We All Know ‘Keepsake’ Ultrasounds Are Dumb, But The FDA Says They May Be Dangerous Too
You may have heard of “keepsake” ultrasound facilities- the ones that allow you to have a whole party of friends and family come to see your little one while he or she is still inside of you. These facilities have become quite popular in recent years as has the trend of “prenatal portraits”, a phrase that makes vomit chunks come up. What in the world happened to just waiting until a baby is born? Are we really here as a society? Where we can’t wait another four or five months to start shoving a camera in our baby’s face? As you can see, I already think these things are stupid so I got a bit of smug satisfaction seeing that the FDA agrees. From Huffington Post:
This week, the group issued a revised consumer update discouraging the use of fetal ultrasounds and heartbeat monitors to create “keepsake images” and videos, emphasizing that ultrasounds should be performed only when there is a medical need — and under the supervision of appropriately trained medical professionals.
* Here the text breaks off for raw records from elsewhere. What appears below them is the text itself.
//! The chain seam: everything the core asks the blockchain.
//!
//! The RPC client and its wire protocol live outside this crate; the core
//! only sees [`ChainClient`]. Every query either yields a value, the
//! distinguished [`ChainError::NotFound`] (nothing there, not a failure),
//! or a hard error that the caller retries on its next tick.

use async_trait::async_trait;
use thiserror::Error;

use strata_types::{
    AccountId, BlockHeight, ChallengeWindow, MinerInfo, ProofKind, UnverifiedProof,
    VerifierWorker,
};

#[derive(Debug, Error, Clone, PartialEq, Eq)]
pub enum ChainError {
    /// The queried entry does not exist. Callers treat this as an empty result.
    #[error("not found")]
    NotFound,

    #[error("rpc connection unavailable: {0}")]
    Connection(String),

    #[error("rpc call failed: {0}")]
    Rpc(String),

    #[error("failed to decode chain data: {0}")]
    Decode(String),

    /// A transaction was broadcast but its inclusion was not observed.
    #[error("transaction {tx_hash} submitted but not confirmed")]
    Unconfirmed { tx_hash: String },
}

/// Read access to chain state needed by the orchestrator and its jobs.
#[async_trait]
pub trait ChainClient: Send + Sync {
    /// Reconnect if the RPC connection dropped. Cheap when already connected.
    async fn ensure_connected(&self) -> Result<(), ChainError>;

    async fn block_height(&self) -> Result<BlockHeight, ChainError>;

    /// The active challenge window; `NotFound` when no challenge is running.
    async fn challenge_window(&self) -> Result<ChallengeWindow, ChainError>;

    /// Height by which challenged miners must submit their proofs.
    async fn challenge_expiration(&self) -> Result<BlockHeight, ChainError>;

    /// Height by which submitted proofs must be verified.
    async fn challenge_verify_expiration(&self) -> Result<BlockHeight, ChainError>;

    async fn unverified_idle_proofs(
        &self,
        verifier: &AccountId,
    ) -> Result<Vec<UnverifiedProof>, ChainError>;

    async fn unverified_service_proofs(
        &self,
        verifier: &AccountId,
    ) -> Result<Vec<UnverifiedProof>, ChainError>;

    /// DER-encoded public key used to verify proof tags.
    async fn verification_public_key(&self) -> Result<Vec<u8>, ChainError>;

    async fn miner_info(&self, account: &AccountId) -> Result<MinerInfo, ChainError>;

    /// Verifying workers currently registered on chain.
    async fn verifier_workers(&self) -> Result<Vec<VerifierWorker>, ChainError>;
}

/// Staking operations used by the withdrawal flow.
#[async_trait]
pub trait StakingClient: ChainClient {
    /// Height at which `account` requested exit; `NotFound` if it never did.
    async fn exit_height(&self, account: &AccountId) -> Result<BlockHeight, ChainError>;

    /// Withdraw the staked collateral, returning the transaction hash.
    async fn withdraw(&self) -> Result<String, ChainError>;
}

/// Query a verifier's queue of unverified proofs of `kind`.
pub async fn unverified_proofs(
    chain: &dyn ChainClient,
    kind: ProofKind,
    verifier: &AccountId,
) -> Result<Vec<UnverifiedProof>, ChainError> {
    match kind {
        ProofKind::Idle => chain.unverified_idle_proofs(verifier).await,
        ProofKind::Service => chain.unverified_service_proofs(verifier).await,
    }
}
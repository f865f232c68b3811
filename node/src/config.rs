//! Node configuration with TOML file support.

use serde::{Deserialize, Serialize};
use std::path::PathBuf;
use std::time::Duration;

use strata_types::AccountId;

use crate::NodeError;

/// File name of the persisted peer registry inside the workspace.
pub const PEERS_FILE: &str = "peers";

/// Configuration for a Strata miner node.
///
/// Can be loaded from a TOML file via [`NodeConfig::from_toml_file`] or
/// built programmatically (e.g. for tests).
#[derive(Clone, Debug, Serialize, Deserialize)]
pub struct NodeConfig {
    /// Workspace directory holding the peer file and job scratch space.
    #[serde(default = "default_workspace")]
    pub workspace: PathBuf,

    /// This miner's signing account. Required to run the orchestrator.
    #[serde(default)]
    pub account: Option<AccountId>,

    /// Bootstrap peer addresses reconnected to on the maintenance tick.
    #[serde(default)]
    pub bootstrap_peers: Vec<String>,

    /// Log format: "human" or "json".
    #[serde(default = "default_log_format")]
    pub log_format: String,

    /// Log level filter: "trace", "debug", "info", "warn", "error".
    #[serde(default = "default_log_level")]
    pub log_level: String,

    /// Period of the challenge tick.
    #[serde(default = "default_challenge_tick_secs")]
    pub challenge_tick_secs: u64,

    /// Period of the status tick (status sync, file report, tag, replace).
    #[serde(default = "default_status_tick_secs")]
    pub status_tick_secs: u64,

    /// Period of the maintenance tick (bootstrap reconnect, resize).
    #[serde(default = "default_maintenance_tick_secs")]
    pub maintenance_tick_secs: u64,

    /// Chain block interval; the key-fetch retry delay.
    #[serde(default = "default_block_interval_secs")]
    pub block_interval_secs: u64,

    /// Delay before a continuous job is relaunched after it exits.
    #[serde(default = "default_block_interval_secs")]
    pub restart_delay_secs: u64,

    /// How often discovery rebuilds the verifier registry from chain.
    #[serde(default = "default_discovery_refresh_secs")]
    pub discovery_refresh_secs: u64,

    /// How often discovery prunes and persists the peer registry.
    #[serde(default = "default_peer_persist_secs")]
    pub peer_persist_secs: u64,

    /// Blocks that must pass after exit before staking can be withdrawn.
    #[serde(default = "default_withdraw_cooldown_blocks")]
    pub withdraw_cooldown_blocks: u32,

    /// How long `stop` waits for the orchestrator to wind down.
    #[serde(default = "default_shutdown_timeout_secs")]
    pub shutdown_timeout_secs: u64,
}

// ── Serde default helpers ──────────────────────────────────────────────

fn default_workspace() -> PathBuf {
    PathBuf::from("./strata_workspace")
}

fn default_log_format() -> String {
    "human".to_string()
}

fn default_log_level() -> String {
    "info".to_string()
}

fn default_challenge_tick_secs() -> u64 {
    18
}

fn default_status_tick_secs() -> u64 {
    60
}

fn default_maintenance_tick_secs() -> u64 {
    3600
}

fn default_block_interval_secs() -> u64 {
    6
}

fn default_discovery_refresh_secs() -> u64 {
    60
}

fn default_peer_persist_secs() -> u64 {
    600
}

fn default_withdraw_cooldown_blocks() -> u32 {
    57_600
}

fn default_shutdown_timeout_secs() -> u64 {
    5
}

/// Timing knobs for the orchestrator and the jobs it owns.
#[derive(Clone, Copy, Debug, PartialEq, Eq)]
pub struct Schedule {
    pub challenge_tick: Duration,
    pub status_tick: Duration,
    pub maintenance_tick: Duration,
    pub block_interval: Duration,
    pub restart_delay: Duration,
    pub discovery_refresh: Duration,
    pub peer_persist: Duration,
}

impl Default for Schedule {
    fn default() -> Self {
        NodeConfig::default().schedule()
    }
}

// ── Impl ───────────────────────────────────────────────────────────────

impl NodeConfig {
    /// Load configuration from a TOML file.
    pub fn from_toml_file(path: &str) -> Result<Self, NodeError> {
        let content =
            std::fs::read_to_string(path).map_err(|e| NodeError::Config(e.to_string()))?;
        Self::from_toml_str(&content)
    }

    /// Parse configuration from a TOML string.
    pub fn from_toml_str(s: &str) -> Result<Self, NodeError> {
        let config: Self = toml::from_str(s).map_err(|e| NodeError::Config(e.to_string()))?;
        config.validate()?;
        Ok(config)
    }

    /// Serialize the configuration to a TOML string.
    pub fn to_toml_string(&self) -> String {
        toml::to_string_pretty(self).expect("NodeConfig is always serializable to TOML")
    }

    /// Reject periods that would make a timer spin.
    pub fn validate(&self) -> Result<(), NodeError> {
        let periods = [
            ("challenge_tick_secs", self.challenge_tick_secs),
            ("status_tick_secs", self.status_tick_secs),
            ("maintenance_tick_secs", self.maintenance_tick_secs),
            ("block_interval_secs", self.block_interval_secs),
            ("restart_delay_secs", self.restart_delay_secs),
            ("discovery_refresh_secs", self.discovery_refresh_secs),
            ("peer_persist_secs", self.peer_persist_secs),
        ];
        for (name, value) in periods {
            if value == 0 {
                return Err(NodeError::Config(format!("{name} must be greater than zero")));
            }
        }
        Ok(())
    }

    /// The account this node proves for, or a config error if unset.
    pub fn account_id(&self) -> Result<AccountId, NodeError> {
        self.account
            .ok_or_else(|| NodeError::Config("account is not configured".to_string()))
    }

    /// Location of the persisted peer registry.
    pub fn peers_path(&self) -> PathBuf {
        self.workspace.join(PEERS_FILE)
    }

    pub fn schedule(&self) -> Schedule {
        Schedule {
            challenge_tick: Duration::from_secs(self.challenge_tick_secs),
            status_tick: Duration::from_secs(self.status_tick_secs),
            maintenance_tick: Duration::from_secs(self.maintenance_tick_secs),
            block_interval: Duration::from_secs(self.block_interval_secs),
            restart_delay: Duration::from_secs(self.restart_delay_secs),
            discovery_refresh: Duration::from_secs(self.discovery_refresh_secs),
            peer_persist: Duration::from_secs(self.peer_persist_secs),
        }
    }
}

impl Default for NodeConfig {
    fn default() -> Self {
        Self {
            workspace: default_workspace(),
            account: None,
            bootstrap_peers: Vec::new(),
            log_format: default_log_format(),
            log_level: default_log_level(),
            challenge_tick_secs: default_challenge_tick_secs(),
            status_tick_secs: default_status_tick_secs(),
            maintenance_tick_secs: default_maintenance_tick_secs(),
            block_interval_secs: default_block_interval_secs(),
            restart_delay_secs: default_block_interval_secs(),
            discovery_refresh_secs: default_discovery_refresh_secs(),
            peer_persist_secs: default_peer_persist_secs(),
            withdraw_cooldown_blocks: default_withdraw_cooldown_blocks(),
            shutdown_timeout_secs: default_shutdown_timeout_secs(),
        }
    }
}

#[cfg(test)]
mod tests {
    use super::*;

    #[test]
    fn default_config_round_trips_through_toml() {
        let config = NodeConfig {
            account: Some(AccountId::new([7; 32])),
            ..NodeConfig::default()
        };
        let toml_str = config.to_toml_string();
        let parsed = NodeConfig::from_toml_str(&toml_str).expect("should parse");
        assert_eq!(parsed.challenge_tick_secs, config.challenge_tick_secs);
        assert_eq!(parsed.account, config.account);
    }

    #[test]
    fn minimal_toml_uses_defaults() {
        let config = NodeConfig::from_toml_str("").expect("empty toml should use defaults");
        assert_eq!(config.challenge_tick_secs, 18);
        assert_eq!(config.status_tick_secs, 60);
        assert_eq!(config.maintenance_tick_secs, 3600);
        assert_eq!(config.log_format, "human");
        assert!(config.account.is_none());
    }

    #[test]
    fn partial_toml_overrides() {
        let toml = r#"
            challenge_tick_secs = 9
            workspace = "/var/lib/strata"
        "#;
        let config = NodeConfig::from_toml_str(toml).expect("should parse");
        assert_eq!(config.challenge_tick_secs, 9);
        assert_eq!(config.peers_path(), PathBuf::from("/var/lib/strata/peers"));
        assert_eq!(config.block_interval_secs, 6); // default
    }

    #[test]
    fn zero_period_is_rejected() {
        let err = NodeConfig::from_toml_str("status_tick_secs = 0").unwrap_err();
        assert!(matches!(err, NodeError::Config(_)));
    }

    #[test]
    fn missing_account_is_a_config_error() {
        let err = NodeConfig::default().account_id().unwrap_err();
        assert!(matches!(err, NodeError::Config(_)));
    }

    #[test]
    fn missing_file_returns_config_error() {
        let result = NodeConfig::from_toml_file("/nonexistent/strata.toml");
        assert!(matches!(result, Err(NodeError::Config(_))));
    }

    #[test]
    fn schedule_converts_seconds() {
        let schedule = NodeConfig::default().schedule();
        assert_eq!(schedule.challenge_tick, Duration::from_secs(18));
        assert_eq!(schedule.restart_delay, Duration::from_secs(6));
    }
}
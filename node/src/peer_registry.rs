//! Peer registry: the node's address book of known network peers.
//!
//! The discovery job records peers as they are found and the node facade
//! loads and persists the book across restarts. All access goes through a
//! single `RwLock`; no method hands out a reference into the map.

use std::collections::HashMap;
use std::io::Write;
use std::path::{Path, PathBuf};
use std::sync::{PoisonError, RwLock, RwLockReadGuard, RwLockWriteGuard, TryLockError};

use tempfile::NamedTempFile;
use thiserror::Error;

use strata_types::{Multiaddr, PeerRecord};
use strata_utils::{dedup_preserving_order, is_public_addr};

#[derive(Debug, Error)]
pub enum RegistryError {
    #[error("IO error: {0}")]
    Io(#[from] std::io::Error),

    #[error("serialization error: {0}")]
    Serialization(#[from] serde_json::Error),
}

impl RegistryError {
    /// Whether the peer file simply does not exist yet.
    pub fn is_missing_file(&self) -> bool {
        matches!(self, Self::Io(e) if e.kind() == std::io::ErrorKind::NotFound)
    }
}

/// Outcome of an intranet pruning pass.
#[derive(Clone, Copy, Debug, Default, PartialEq, Eq)]
pub struct PruneOutcome {
    /// Records that kept at least one public address.
    pub kept: usize,
    /// Records deleted because no public address survived.
    pub removed: usize,
}

/// Concurrency-safe map from peer id to [`PeerRecord`], persisted as JSON.
pub struct PeerRegistry {
    peers: RwLock<HashMap<String, PeerRecord>>,
    path: PathBuf,
}

impl PeerRegistry {
    /// An empty registry that persists to `path`.
    pub fn new(path: impl Into<PathBuf>) -> Self {
        Self {
            peers: RwLock::new(HashMap::new()),
            path: path.into(),
        }
    }

    pub fn path(&self) -> &Path {
        &self.path
    }

    /// Best-effort insert: records `record` under `id` only if the registry
    /// lock is free right now.
    ///
    /// Never blocks. Returns `false` (and drops the write) when another
    /// holder has the lock; discovery traffic re-announces peers, so a
    /// dropped write is recovered on the next sighting.
    pub fn save(&self, id: &str, record: PeerRecord) -> bool {
        let mut peers = match self.peers.try_write() {
            Ok(guard) => guard,
            Err(TryLockError::Poisoned(poisoned)) => poisoned.into_inner(),
            Err(TryLockError::WouldBlock) => {
                tracing::trace!(peer = %id, "peer registry busy, dropping save");
                return false;
            }
        };
        peers.insert(id.to_string(), record);
        true
    }

    /// Take the exclusive lock for a sequence of mutations.
    ///
    /// Blocks until the lock is available. Keep the returned book alive only
    /// for in-memory work; never hold it across an `.await`.
    pub fn lock(&self) -> PeerBook<'_> {
        PeerBook {
            peers: self.write_map(),
        }
    }

    pub fn has(&self, id: &str) -> bool {
        self.read_map().contains_key(id)
    }

    pub fn get(&self, id: &str) -> Option<PeerRecord> {
        self.read_map().get(id).cloned()
    }

    pub fn len(&self) -> usize {
        self.read_map().len()
    }

    pub fn is_empty(&self) -> bool {
        self.read_map().is_empty()
    }

    /// Copy of every registry key.
    pub fn list_ids(&self) -> Vec<String> {
        self.read_map().keys().cloned().collect()
    }

    /// Copy of every record's own peer identity.
    pub fn list_identities(&self) -> Vec<String> {
        self.read_map().values().map(|r| r.id.clone()).collect()
    }

    /// Copy of the whole registry.
    pub fn snapshot(&self) -> HashMap<String, PeerRecord> {
        self.read_map().clone()
    }

    /// Drop every non-public address; delete records left with none.
    ///
    /// Idempotent: a second pass over already-pruned contents changes nothing.
    pub fn prune_intranet_addresses(&self) -> PruneOutcome {
        self.lock().prune_intranet_addresses()
    }

    /// Write the registry to its file.
    ///
    /// The read lock is held only while encoding, so the file reflects one
    /// consistent snapshot; the disk write happens after it is released.
    /// Each call writes its own temp file in the target directory and
    /// renames it over the registry file, so concurrent persists never
    /// publish a partial file.
    pub fn persist(&self) -> Result<usize, RegistryError> {
        let (buf, count) = {
            let peers = self.read_map();
            (serde_json::to_vec(&*peers)?, peers.len())
        };
        let dir = match self.path.parent() {
            Some(parent) if !parent.as_os_str().is_empty() => parent,
            _ => Path::new("."),
        };
        std::fs::create_dir_all(dir)?;
        let mut tmp = NamedTempFile::new_in(dir)?;
        tmp.write_all(&buf)?;
        tmp.persist(&self.path).map_err(|e| e.error)?;
        Ok(count)
    }

    /// Merge the registry file into memory, returning how many records it held.
    ///
    /// Entries from the file overwrite in-memory entries with the same id.
    /// On any error the in-memory registry is left untouched.
    pub fn load(&self) -> Result<usize, RegistryError> {
        let buf = std::fs::read(&self.path)?;
        let loaded: HashMap<String, PeerRecord> = serde_json::from_slice(&buf)?;
        let count = loaded.len();
        self.write_map().extend(loaded);
        Ok(count)
    }

    fn read_map(&self) -> RwLockReadGuard<'_, HashMap<String, PeerRecord>> {
        self.peers.read().unwrap_or_else(PoisonError::into_inner)
    }

    fn write_map(&self) -> RwLockWriteGuard<'_, HashMap<String, PeerRecord>> {
        self.peers.write().unwrap_or_else(PoisonError::into_inner)
    }
}

/// Exclusive view of the registry; see [`PeerRegistry::lock`].
pub struct PeerBook<'a> {
    peers: RwLockWriteGuard<'a, HashMap<String, PeerRecord>>,
}

impl PeerBook<'_> {
    /// Insert or replace a record. The caller already holds the lock.
    pub fn upsert(&mut self, id: &str, record: PeerRecord) {
        self.peers.insert(id.to_string(), record);
    }

    pub fn remove(&mut self, id: &str) -> Option<PeerRecord> {
        self.peers.remove(id)
    }

    pub fn get(&self, id: &str) -> Option<&PeerRecord> {
        self.peers.get(id)
    }

    pub fn len(&self) -> usize {
        self.peers.len()
    }

    pub fn is_empty(&self) -> bool {
        self.peers.is_empty()
    }

    pub fn prune_intranet_addresses(&mut self) -> PruneOutcome {
        let mut outcome = PruneOutcome::default();
        let ids: Vec<String> = self.peers.keys().cloned().collect();
        for id in ids {
            let Some(record) = self.peers.remove(&id) else {
                continue;
            };
            let public: Vec<Multiaddr> = record
                .addrs
                .into_iter()
                .filter(|addr| is_public_addr(addr))
                .collect();
            if public.is_empty() {
                outcome.removed += 1;
                continue;
            }
            outcome.kept += 1;
            let pruned = PeerRecord::new(record.id, dedup_preserving_order(public));
            self.upsert(&id, pruned);
        }
        outcome
    }
}
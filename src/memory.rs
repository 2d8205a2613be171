//! In-process backend built on Moka
//!
//! Entries live in a bounded Moka cache with LRU eviction and per-entry
//! expiry. A side index maps each tag to the keys written with it. The index
//! is only pruned on invalidation and by periodic compaction, so it may name
//! keys that already expired or were evicted; invalidating those deletes
//! nothing and is harmless.

use std::collections::HashMap;
use std::sync::Arc;
use std::time::{Duration, Instant};

use async_trait::async_trait;
use moka::Expiry;
use moka::future::Cache;
use moka::policy::EvictionPolicy;
use tokio::sync::{Mutex, RwLock};
use tracing::debug;

use crate::{Availability, CacheBackend, CacheRecord, CacheResult, MemoryConfig};

#[derive(Clone)]
struct Entry {
    record: Arc<CacheRecord>,
    ttl: Duration,
}

/// Expiry driven by the TTL carried on each entry; overwrites restart it.
struct EntryTtl;

impl Expiry<String, Entry> for EntryTtl {
    fn expire_after_create(&self, _key: &String, value: &Entry, _created_at: Instant) -> Option<Duration> {
        Some(value.ttl)
    }

    fn expire_after_update(
        &self,
        _key: &String,
        value: &Entry,
        _updated_at: Instant,
        _duration_until_expiry: Option<Duration>,
    ) -> Option<Duration> {
        Some(value.ttl)
    }
}

#[derive(Default)]
struct TagIndex {
    keys_by_tag: HashMap<String, Vec<String>>,
    tagged_writes: usize,
}

impl TagIndex {
    /// Drop keys that are no longer stored and tags left without keys.
    fn compact(&mut self, entries: &Cache<String, Entry>) -> usize {
        let mut pruned = 0;
        self.keys_by_tag.retain(|_, keys| {
            let before = keys.len();
            keys.sort_unstable();
            keys.dedup();
            keys.retain(|key| entries.contains_key(key));
            pruned += before - keys.len();
            !keys.is_empty()
        });
        self.tagged_writes = 0;
        pruned
    }
}

/// One store together with its tag index. Replaced wholesale on reset.
struct Generation {
    config: MemoryConfig,
    entries: Cache<String, Entry>,
    // Held across the entry write/removal so a set and an invalidation of the
    // same tag never interleave.
    tags: Mutex<TagIndex>,
}

impl Generation {
    fn new(config: MemoryConfig) -> Self {
        let entries = Cache::builder()
            .max_capacity(config.max_capacity)
            .eviction_policy(EvictionPolicy::lru())
            .expire_after(EntryTtl)
            .build();

        Self {
            config,
            entries,
            tags: Mutex::new(TagIndex::default()),
        }
    }
}

/// Bounded, time-expiring in-process backend with a tag index
pub struct MemoryBackend {
    availability: Availability,
    current: RwLock<Arc<Generation>>,
}

impl std::fmt::Debug for MemoryBackend {
    fn fmt(&self, f: &mut std::fmt::Formatter<'_>) -> std::fmt::Result {
        f.debug_struct("MemoryBackend")
            .field("enabled", &self.availability.is_enabled())
            .finish_non_exhaustive()
    }
}

impl Default for MemoryBackend {
    fn default() -> Self {
        Self::new(MemoryConfig::default())
    }
}

impl MemoryBackend {
    pub fn new(config: MemoryConfig) -> Self {
        debug!(
            max_capacity = config.max_capacity,
            ttl_seconds = config.ttl.as_secs(),
            "In-memory cache backend created"
        );

        Self {
            availability: Availability::default(),
            current: RwLock::new(Arc::new(Generation::new(config))),
        }
    }

    /// Rebuild the store with new limits. Current contents are dropped.
    pub async fn reconfigure(&self, config: MemoryConfig) {
        debug!(
            max_capacity = config.max_capacity,
            ttl_seconds = config.ttl.as_secs(),
            "In-memory cache backend reconfigured"
        );
        *self.current.write().await = Arc::new(Generation::new(config));
    }

    /// Prune tag index entries whose keys are gone. Returns the number of
    /// key references removed.
    pub async fn compact_tag_index(&self) -> usize {
        let generation = self.generation().await;
        let mut index = generation.tags.lock().await;
        let pruned = index.compact(&generation.entries);
        debug!(pruned, tags = index.keys_by_tag.len(), "Tag index compacted");
        pruned
    }

    /// Keys currently filed under `tag`, duplicates included.
    pub async fn tagged_keys(&self, tag: &str) -> Vec<String> {
        let generation = self.generation().await;
        let index = generation.tags.lock().await;
        index.keys_by_tag.get(tag).cloned().unwrap_or_default()
    }

    async fn generation(&self) -> Arc<Generation> {
        Arc::clone(&*self.current.read().await)
    }
}

#[async_trait]
impl CacheBackend for MemoryBackend {
    fn name(&self) -> &'static str {
        "memory"
    }

    fn availability(&self) -> &Availability {
        &self.availability
    }

    async fn get(&self, key: &str) -> CacheResult<Option<CacheRecord>> {
        self.availability.ensure_enabled()?;
        let generation = self.generation().await;

        match generation.entries.get(key).await {
            Some(entry) => {
                debug!(key, "Cache HIT (memory)");
                Ok(Some(CacheRecord::clone(&entry.record)))
            }
            None => {
                debug!(key, "Cache MISS (memory)");
                Ok(None)
            }
        }
    }

    async fn set(
        &self,
        key: &str,
        record: CacheRecord,
        tags: &[String],
        ttl: Option<Duration>,
    ) -> CacheResult<bool> {
        self.availability.ensure_enabled()?;
        let generation = self.generation().await;
        let ttl = ttl.unwrap_or(generation.config.ttl);
        let entry = Entry {
            record: Arc::new(record),
            ttl,
        };

        if tags.is_empty() {
            generation.entries.insert(key.to_owned(), entry).await;
        } else {
            let mut index = generation.tags.lock().await;
            generation.entries.insert(key.to_owned(), entry).await;

            for tag in tags {
                debug!(key, tag = tag.as_str(), "Adding key to tag");
                index
                    .keys_by_tag
                    .entry(tag.clone())
                    .or_default()
                    .push(key.to_owned());
            }
            index.tagged_writes += 1;

            let threshold = generation.config.tag_compaction_threshold;
            if threshold > 0 && index.tagged_writes >= threshold {
                let pruned = index.compact(&generation.entries);
                debug!(pruned, "Tag index compacted after {} tagged writes", threshold);
            }
        }

        debug!(key, ttl_seconds = ttl.as_secs(), "Cache SET (memory)");
        Ok(true)
    }

    async fn invalidate_tags(&self, tags: &[String]) -> CacheResult<()> {
        self.availability.ensure_enabled()?;
        let generation = self.generation().await;
        let mut index = generation.tags.lock().await;

        for tag in tags {
            let Some(keys) = index.keys_by_tag.remove(tag) else {
                debug!(tag = tag.as_str(), "Invalidating unknown tag, nothing to do");
                continue;
            };

            futures::future::join_all(keys.iter().map(|key| generation.entries.invalidate(key)))
                .await;
            debug!(tag = tag.as_str(), ?keys, "Tag invalidated (memory)");
        }

        Ok(())
    }

    async fn reset(&self) -> CacheResult<()> {
        self.availability.ensure_enabled()?;
        let mut current = self.current.write().await;
        let config = current.config.clone();
        *current = Arc::new(Generation::new(config));
        debug!("In-memory cache reset");
        Ok(())
    }
}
“Although there is a lack of evidence of any harm due to ultrasound imaging and heartbeat monitors, prudent use of these devices by trained health care providers is important,” Shahram Vaezy, an FDA biomedical engineer, said in the update. “Ultrasound can heat tissues slightly, and in some cases, it can also produce very small bubbles (cavitation) in some tissues.”
BOOM! There you go. No one needs small bubbles in the tissue, right? Ok, I will admit- this doesn’t sound all that dangerous and I’m sure one extra ultrasound is not going to cause most pregnant women any problems. My concerns health-wise center more around the fact that it might not be a trained medical professional conducting the ultrasound. And what if you see something on the screen that doesn’t look quite right on a Saturday afternoon whilst surrounded by friends and family? That sounds pretty stressful to me. I am also of the school of thought that we are all in the habit of getting everything immediately. We wait for nothing in most areas of our increasingly digital lives and I guess peeping on our gestating fetuses is no exception. I suppose there is little harm in it but the idea of a couple inviting several people to come have a look at the mother’s innards in real time is just a bit weird to me. I am also one who would never consider posting an ultrasound photo on Facebook so I take my opinion with a grain of salt. I tend to err on the side of privacy and that some things should still be sacred.
That said, the FDA is not the only organization discouraging these ultrasounds for funsies:
The American Institute of Ultrasound In Medicine, for example, acknowledged what it sees as growing pressure from patients for ultrasounds in order to boost bonding and provide reassurance, and called for “responsible” use of diagnostic fetal imaging by trained professionals — a statement endorsed by the American College of Obstetricians and Gynecologists.
Does it really help a parent “bond” to see a blurry image of their not-totally-gestated alien baby on the screen? Or is it just another gimmick sold to pregnant women to get them to spend money? Another artificial “milestone” for them to obsess over, like stupid gender reveal parties. I knew a woman at my previous job who agonized over getting one of these recreational ultrasounds and ended up driving to a facility over two hours away at only 17 weeks pregnant because she didn’t want to wait another two weeks to find out the gender at her anatomy scan. She spent a few hundred dollars only to find that the tech could not discern the gender due to the baby’s position. Sounds like a prudent decision, right?
In short, obviously, you do you. If you think you need to spend a few hundred bucks to see your baby on the screen for an extra 30 minutes, then go for it- it’s a free country. But having two major medical organizations even bothering to mention this in a cautionary fashion would make me think twice. Trust me, you will see your baby plenty enough once they are born. Keep the mystery alive a little longer.